* Instructions for the task
The required output is all lines below that contain the word "PartialEq".

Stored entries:
//! Output extent and implicit padding for windowed operators.
//!
//! Everything here is a pure function of one spatial axis.  Rounding is
//! always towards positive infinity: an output extent that is one short
//! would leave elements that no dispatch ever writes.

use crate::error::{DispatchError, ShapeError};

/// How the padding around an operator's input is determined.
#[derive(Debug, Clone, Copy, PartialEq, Eq)]
pub enum PaddingScheme {
    /// Pads are supplied by the caller.
    Explicit,
    /// Pad so that `out = ceil(in / stride)`.
    Same,
    /// No padding; only fully covered windows produce output.
    Valid,
}

impl PaddingScheme {
    /// Decode the implicit-padding code carried by a scalar operand
    /// (`1` = same, `2` = valid).
    pub fn from_code(code: u32) -> Result<Self, DispatchError> {
        match code {
            1 => Ok(PaddingScheme::Same),
            2 => Ok(PaddingScheme::Valid),
            other => Err(DispatchError::UnsupportedPadding(other)),
        }
    }

    /// Classify explicit pads.  Only the leading pads are consulted; the
    /// pad values themselves stay authoritative.
    pub fn classify_explicit(pad_left: u32, pad_top: u32) -> Self {
        if pad_left == 0 && pad_top == 0 {
            PaddingScheme::Valid
        } else {
            PaddingScheme::Same
        }
    }
}

/// Padding before (`head`) and after (`tail`) one spatial axis.
#[derive(Debug, Clone, Copy, PartialEq, Eq, Default)]
pub struct AxisPadding {
    pub head: u32,
    pub tail: u32,
}

impl AxisPadding {
    pub const fn new(head: u32, tail: u32) -> Self {
        AxisPadding { head, tail }
    }

    pub fn total(&self) -> Result<u32, ShapeError> {
        self.head
            .checked_add(self.tail)
            .ok_or(ShapeError::Overflow { what: "total padding" })
    }
}

pub fn ceil_div(value: u32, divisor: u32) -> u32 {
    value.div_ceil(divisor)
}

/// Span covered by a dilated filter: `(filter - 1) * dilation + 1`.
pub fn effective_filter(filter: u32, dilation: u32) -> Result<u32, ShapeError> {
    if filter == 0 {
        return Err(ShapeError::ZeroDimension { what: "filter size" });
    }
    if dilation == 0 {
        return Err(ShapeError::ZeroDilation);
    }
    (filter - 1)
        .checked_mul(dilation)
        .and_then(|span| span.checked_add(1))
        .ok_or(ShapeError::Overflow { what: "dilated filter" })
}

fn check_axis(input: u32, stride: u32) -> Result<(), ShapeError> {
    if input == 0 {
        return Err(ShapeError::ZeroDimension { what: "input size" });
    }
    if stride == 0 {
        return Err(ShapeError::ZeroStride);
    }
    Ok(())
}

/// Output extent of one axis under an implicit padding scheme.
pub fn output_size(
    scheme: PaddingScheme,
    input: u32,
    filter: u32,
    dilation: u32,
    stride: u32,
) -> Result<u32, ShapeError> {
    check_axis(input, stride)?;
    let extent = effective_filter(filter, dilation)?;
    match scheme {
        PaddingScheme::Valid => {
            if extent > input {
                return Err(ShapeError::NonPositiveOutput {
                    input,
                    filter_extent: extent,
                });
            }
            Ok(ceil_div(input - (extent - 1), stride))
        }
        PaddingScheme::Same => Ok(ceil_div(input, stride)),
        PaddingScheme::Explicit => Err(ShapeError::ExplicitNeedsPads),
    }
}

/// Pad amounts implied by a scheme.  For `Same` the head never exceeds
/// the tail.
pub fn implicit_padding(
    scheme: PaddingScheme,
    input: u32,
    filter: u32,
    dilation: u32,
    stride: u32,
) -> Result<AxisPadding, ShapeError> {
    let out = output_size(scheme, input, filter, dilation, stride)?;
    match scheme {
        PaddingScheme::Same => {
            let extent = effective_filter(filter, dilation)?;
            let needed = (out - 1)
                .checked_mul(stride)
                .and_then(|covered| covered.checked_add(extent))
                .ok_or(ShapeError::Overflow { what: "same-padded extent" })?;
            let total = needed.saturating_sub(input);
            let head = total / 2;
            Ok(AxisPadding::new(head, total - head))
        }
        _ => Ok(AxisPadding::default()),
    }
}

/// Output extent with caller-supplied pads, i.e. the valid formula applied
/// to the padded input.
pub fn explicit_output_size(
    input: u32,
    filter: u32,
    dilation: u32,
    stride: u32,
    padding: AxisPadding,
) -> Result<u32, ShapeError> {
    check_axis(input, stride)?;
    let padded = input
        .checked_add(padding.total()?)
        .ok_or(ShapeError::Overflow { what: "padded input" })?;
    let extent = effective_filter(filter, dilation)?;
    if extent > padded {
        return Err(ShapeError::NonPositiveOutput {
            input: padded,
            filter_extent: extent,
        });
    }
    Ok(ceil_div(padded - extent + 1, stride))
}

* Solution for this task
#[derive(Debug, Clone, Copy, PartialEq, Eq)]
#[derive(Debug, Clone, Copy, PartialEq, Eq, Default)]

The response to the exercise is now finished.